[Material for the task]
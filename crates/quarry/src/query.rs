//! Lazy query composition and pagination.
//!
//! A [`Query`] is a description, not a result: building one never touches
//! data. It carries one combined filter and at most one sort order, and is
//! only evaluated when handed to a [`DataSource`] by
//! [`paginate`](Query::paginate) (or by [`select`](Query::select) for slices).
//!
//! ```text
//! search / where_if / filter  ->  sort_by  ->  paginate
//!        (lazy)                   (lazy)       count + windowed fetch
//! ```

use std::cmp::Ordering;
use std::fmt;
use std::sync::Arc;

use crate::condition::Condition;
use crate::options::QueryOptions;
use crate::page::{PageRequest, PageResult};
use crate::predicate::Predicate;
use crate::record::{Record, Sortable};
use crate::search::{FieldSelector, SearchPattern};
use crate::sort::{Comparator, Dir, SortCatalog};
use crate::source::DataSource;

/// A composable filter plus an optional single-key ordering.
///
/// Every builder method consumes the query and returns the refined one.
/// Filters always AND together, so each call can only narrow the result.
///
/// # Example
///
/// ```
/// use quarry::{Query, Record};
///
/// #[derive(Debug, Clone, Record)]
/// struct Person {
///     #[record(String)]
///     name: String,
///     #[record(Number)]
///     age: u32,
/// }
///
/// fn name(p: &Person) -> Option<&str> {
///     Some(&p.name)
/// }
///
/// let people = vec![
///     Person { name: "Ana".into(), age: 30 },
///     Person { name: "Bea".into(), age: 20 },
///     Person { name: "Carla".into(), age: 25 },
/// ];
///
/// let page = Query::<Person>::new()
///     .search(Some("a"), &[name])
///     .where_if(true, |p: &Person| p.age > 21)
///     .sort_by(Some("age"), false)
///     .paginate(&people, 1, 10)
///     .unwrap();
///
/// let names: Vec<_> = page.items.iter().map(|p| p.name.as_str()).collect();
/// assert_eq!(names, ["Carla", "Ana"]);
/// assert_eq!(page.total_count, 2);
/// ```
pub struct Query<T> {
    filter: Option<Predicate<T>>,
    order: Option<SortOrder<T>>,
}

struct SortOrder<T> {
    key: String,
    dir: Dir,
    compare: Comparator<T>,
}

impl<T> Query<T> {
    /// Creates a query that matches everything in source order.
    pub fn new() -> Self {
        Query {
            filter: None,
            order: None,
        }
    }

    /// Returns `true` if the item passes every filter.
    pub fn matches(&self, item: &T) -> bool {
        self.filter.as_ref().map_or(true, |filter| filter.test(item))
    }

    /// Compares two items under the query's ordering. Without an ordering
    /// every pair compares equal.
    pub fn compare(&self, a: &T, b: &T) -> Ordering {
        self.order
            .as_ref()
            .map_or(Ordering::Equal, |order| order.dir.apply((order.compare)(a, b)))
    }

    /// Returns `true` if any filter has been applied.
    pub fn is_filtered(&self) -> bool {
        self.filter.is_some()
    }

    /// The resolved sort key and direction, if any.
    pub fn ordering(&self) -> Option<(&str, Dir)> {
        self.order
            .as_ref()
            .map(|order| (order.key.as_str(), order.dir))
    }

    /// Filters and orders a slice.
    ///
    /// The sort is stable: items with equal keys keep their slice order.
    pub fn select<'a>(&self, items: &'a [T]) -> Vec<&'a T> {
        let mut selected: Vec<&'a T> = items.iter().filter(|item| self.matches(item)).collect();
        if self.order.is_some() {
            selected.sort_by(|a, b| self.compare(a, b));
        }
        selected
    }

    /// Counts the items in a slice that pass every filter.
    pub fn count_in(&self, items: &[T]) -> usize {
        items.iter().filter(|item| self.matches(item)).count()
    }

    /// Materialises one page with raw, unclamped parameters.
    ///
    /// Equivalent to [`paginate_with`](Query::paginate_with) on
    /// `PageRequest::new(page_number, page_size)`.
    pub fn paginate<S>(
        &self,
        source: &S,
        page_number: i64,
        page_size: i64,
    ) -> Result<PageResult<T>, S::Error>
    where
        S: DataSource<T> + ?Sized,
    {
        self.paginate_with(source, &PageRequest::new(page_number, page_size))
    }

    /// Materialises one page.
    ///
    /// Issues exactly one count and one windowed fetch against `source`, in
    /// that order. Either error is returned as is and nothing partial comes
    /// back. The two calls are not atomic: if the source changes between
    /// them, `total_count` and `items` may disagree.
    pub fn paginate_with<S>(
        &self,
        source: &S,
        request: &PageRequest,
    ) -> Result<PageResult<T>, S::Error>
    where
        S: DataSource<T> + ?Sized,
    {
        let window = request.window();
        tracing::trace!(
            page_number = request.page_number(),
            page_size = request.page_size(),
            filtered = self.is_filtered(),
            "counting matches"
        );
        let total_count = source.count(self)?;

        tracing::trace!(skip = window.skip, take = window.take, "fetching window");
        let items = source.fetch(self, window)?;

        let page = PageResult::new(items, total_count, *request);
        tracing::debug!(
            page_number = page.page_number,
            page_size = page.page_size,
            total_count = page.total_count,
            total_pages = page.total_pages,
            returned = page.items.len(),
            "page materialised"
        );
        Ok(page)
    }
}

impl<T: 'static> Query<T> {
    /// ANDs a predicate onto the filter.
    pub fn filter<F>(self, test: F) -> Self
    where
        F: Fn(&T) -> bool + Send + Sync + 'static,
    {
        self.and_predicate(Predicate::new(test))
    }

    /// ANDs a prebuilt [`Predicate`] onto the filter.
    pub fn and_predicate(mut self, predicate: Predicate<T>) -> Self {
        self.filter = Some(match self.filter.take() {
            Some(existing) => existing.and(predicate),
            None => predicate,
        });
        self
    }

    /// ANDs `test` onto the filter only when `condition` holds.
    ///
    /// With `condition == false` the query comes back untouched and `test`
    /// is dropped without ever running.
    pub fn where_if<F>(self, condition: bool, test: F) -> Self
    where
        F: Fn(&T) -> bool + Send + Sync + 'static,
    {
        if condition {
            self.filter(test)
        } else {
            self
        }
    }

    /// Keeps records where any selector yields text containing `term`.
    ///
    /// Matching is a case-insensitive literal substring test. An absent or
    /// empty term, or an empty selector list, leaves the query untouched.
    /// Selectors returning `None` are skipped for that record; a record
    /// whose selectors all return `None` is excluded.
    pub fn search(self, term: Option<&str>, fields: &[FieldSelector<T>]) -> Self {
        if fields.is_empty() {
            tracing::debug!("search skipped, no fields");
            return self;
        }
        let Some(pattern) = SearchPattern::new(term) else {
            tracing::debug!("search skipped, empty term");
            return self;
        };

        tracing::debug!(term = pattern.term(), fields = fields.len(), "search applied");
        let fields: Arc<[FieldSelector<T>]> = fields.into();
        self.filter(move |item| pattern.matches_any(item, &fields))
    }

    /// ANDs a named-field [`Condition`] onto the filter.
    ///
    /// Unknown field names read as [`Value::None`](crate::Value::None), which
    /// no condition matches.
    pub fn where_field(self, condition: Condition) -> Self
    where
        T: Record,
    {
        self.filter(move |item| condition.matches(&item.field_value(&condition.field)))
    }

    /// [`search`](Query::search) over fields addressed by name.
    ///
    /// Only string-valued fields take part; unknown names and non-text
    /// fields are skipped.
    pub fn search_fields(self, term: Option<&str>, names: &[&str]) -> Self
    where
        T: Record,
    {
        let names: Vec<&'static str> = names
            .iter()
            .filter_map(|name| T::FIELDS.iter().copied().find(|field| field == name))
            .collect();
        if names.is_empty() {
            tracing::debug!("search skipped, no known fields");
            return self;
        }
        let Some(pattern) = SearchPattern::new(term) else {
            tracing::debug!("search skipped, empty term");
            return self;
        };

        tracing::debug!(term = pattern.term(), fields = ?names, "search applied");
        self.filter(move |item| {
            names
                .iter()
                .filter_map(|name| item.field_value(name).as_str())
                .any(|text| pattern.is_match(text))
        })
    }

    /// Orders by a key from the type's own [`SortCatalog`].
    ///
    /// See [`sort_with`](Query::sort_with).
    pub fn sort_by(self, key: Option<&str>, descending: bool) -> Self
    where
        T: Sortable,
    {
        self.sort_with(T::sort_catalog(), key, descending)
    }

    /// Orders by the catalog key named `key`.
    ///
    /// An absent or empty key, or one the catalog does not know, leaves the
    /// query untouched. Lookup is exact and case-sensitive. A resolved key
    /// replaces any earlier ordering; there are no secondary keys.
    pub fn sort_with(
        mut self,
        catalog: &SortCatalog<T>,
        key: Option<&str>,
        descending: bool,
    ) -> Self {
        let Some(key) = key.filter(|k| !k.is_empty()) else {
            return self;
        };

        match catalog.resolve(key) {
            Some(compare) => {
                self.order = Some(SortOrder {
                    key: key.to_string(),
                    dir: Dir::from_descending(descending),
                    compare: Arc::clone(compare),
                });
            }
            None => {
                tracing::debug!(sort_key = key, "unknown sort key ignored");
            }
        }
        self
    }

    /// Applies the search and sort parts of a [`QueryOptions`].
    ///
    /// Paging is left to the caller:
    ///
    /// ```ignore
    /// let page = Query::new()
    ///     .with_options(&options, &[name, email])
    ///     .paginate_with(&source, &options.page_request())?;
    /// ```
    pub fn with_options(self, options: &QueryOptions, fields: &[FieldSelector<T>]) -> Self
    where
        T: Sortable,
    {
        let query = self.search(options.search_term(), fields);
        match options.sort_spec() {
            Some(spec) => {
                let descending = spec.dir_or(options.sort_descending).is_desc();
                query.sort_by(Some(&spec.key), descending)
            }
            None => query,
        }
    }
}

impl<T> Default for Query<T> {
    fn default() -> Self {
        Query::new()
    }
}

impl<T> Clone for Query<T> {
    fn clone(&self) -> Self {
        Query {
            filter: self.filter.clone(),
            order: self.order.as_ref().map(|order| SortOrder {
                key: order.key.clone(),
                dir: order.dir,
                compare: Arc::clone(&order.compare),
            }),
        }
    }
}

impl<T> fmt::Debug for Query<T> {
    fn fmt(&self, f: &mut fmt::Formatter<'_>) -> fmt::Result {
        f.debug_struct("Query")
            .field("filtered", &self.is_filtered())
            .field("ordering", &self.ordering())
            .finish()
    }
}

...

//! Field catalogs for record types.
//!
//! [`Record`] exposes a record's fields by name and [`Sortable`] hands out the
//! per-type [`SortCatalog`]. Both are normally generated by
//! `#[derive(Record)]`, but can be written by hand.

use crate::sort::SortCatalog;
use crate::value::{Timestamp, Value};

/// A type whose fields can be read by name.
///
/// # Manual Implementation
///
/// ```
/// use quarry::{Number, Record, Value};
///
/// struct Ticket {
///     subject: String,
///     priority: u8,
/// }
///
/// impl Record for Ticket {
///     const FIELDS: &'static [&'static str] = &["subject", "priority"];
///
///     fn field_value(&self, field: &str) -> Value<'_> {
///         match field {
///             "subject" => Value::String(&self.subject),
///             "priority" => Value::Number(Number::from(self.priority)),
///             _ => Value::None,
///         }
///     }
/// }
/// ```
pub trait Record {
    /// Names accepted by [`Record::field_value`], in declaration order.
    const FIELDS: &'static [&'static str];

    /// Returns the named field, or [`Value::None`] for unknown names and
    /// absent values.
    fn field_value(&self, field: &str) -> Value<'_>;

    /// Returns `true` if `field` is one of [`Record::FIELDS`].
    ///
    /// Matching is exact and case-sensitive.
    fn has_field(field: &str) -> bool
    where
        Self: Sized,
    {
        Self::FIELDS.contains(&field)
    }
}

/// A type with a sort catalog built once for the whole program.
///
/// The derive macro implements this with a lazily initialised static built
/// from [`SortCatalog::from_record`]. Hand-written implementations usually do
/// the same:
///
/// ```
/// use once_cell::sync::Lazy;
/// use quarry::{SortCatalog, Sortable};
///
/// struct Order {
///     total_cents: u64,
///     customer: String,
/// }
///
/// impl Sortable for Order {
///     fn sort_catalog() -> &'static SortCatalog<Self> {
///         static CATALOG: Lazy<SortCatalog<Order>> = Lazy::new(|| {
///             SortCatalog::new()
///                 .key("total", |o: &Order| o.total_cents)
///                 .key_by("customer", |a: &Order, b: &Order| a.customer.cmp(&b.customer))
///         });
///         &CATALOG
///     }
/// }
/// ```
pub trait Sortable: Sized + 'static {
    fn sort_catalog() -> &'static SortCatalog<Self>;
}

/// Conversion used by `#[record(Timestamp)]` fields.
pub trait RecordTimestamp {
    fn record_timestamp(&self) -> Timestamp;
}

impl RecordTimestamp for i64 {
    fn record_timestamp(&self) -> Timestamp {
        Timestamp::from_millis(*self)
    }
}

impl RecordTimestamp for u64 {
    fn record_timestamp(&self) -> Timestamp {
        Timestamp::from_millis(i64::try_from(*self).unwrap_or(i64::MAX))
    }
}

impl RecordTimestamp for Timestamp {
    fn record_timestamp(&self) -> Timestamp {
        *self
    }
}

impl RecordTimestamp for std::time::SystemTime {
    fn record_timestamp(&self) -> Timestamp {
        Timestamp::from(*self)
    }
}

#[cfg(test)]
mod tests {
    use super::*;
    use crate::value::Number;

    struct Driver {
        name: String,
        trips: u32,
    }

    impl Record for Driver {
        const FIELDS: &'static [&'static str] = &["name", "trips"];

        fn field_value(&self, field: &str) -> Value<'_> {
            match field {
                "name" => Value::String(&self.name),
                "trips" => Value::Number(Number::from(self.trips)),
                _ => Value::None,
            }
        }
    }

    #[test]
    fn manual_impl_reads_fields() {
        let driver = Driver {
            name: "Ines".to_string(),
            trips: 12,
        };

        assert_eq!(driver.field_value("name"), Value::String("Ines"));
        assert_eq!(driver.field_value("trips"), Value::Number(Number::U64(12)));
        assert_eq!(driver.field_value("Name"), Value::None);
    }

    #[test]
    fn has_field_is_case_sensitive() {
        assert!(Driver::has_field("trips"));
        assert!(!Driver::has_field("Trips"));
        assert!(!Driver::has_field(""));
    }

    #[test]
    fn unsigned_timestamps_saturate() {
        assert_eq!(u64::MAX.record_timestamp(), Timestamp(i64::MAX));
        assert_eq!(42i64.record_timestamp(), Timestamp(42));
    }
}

[Assignment] Only the lines above starting with the one with "filename crates/quarry/src/query.rs" and going through the one with "use crate::condition::Condition;" are to be copied, word for word and with both ends kept.

[Response below]
filename crates/quarry/src/query.rs
//! Lazy query composition and pagination.
//!
//! A [`Query`] is a description, not a result: building one never touches
//! data. It carries one combined filter and at most one sort order, and is
//! only evaluated when handed to a [`DataSource`] by
//! [`paginate`](Query::paginate) (or by [`select`](Query::select) for slices).
//!
//! ```text
//! search / where_if / filter  ->  sort_by  ->  paginate
//!        (lazy)                   (lazy)       count + windowed fetch
//! ```

use std::cmp::Ordering;
use std::fmt;
use std::sync::Arc;

use crate::condition::Condition;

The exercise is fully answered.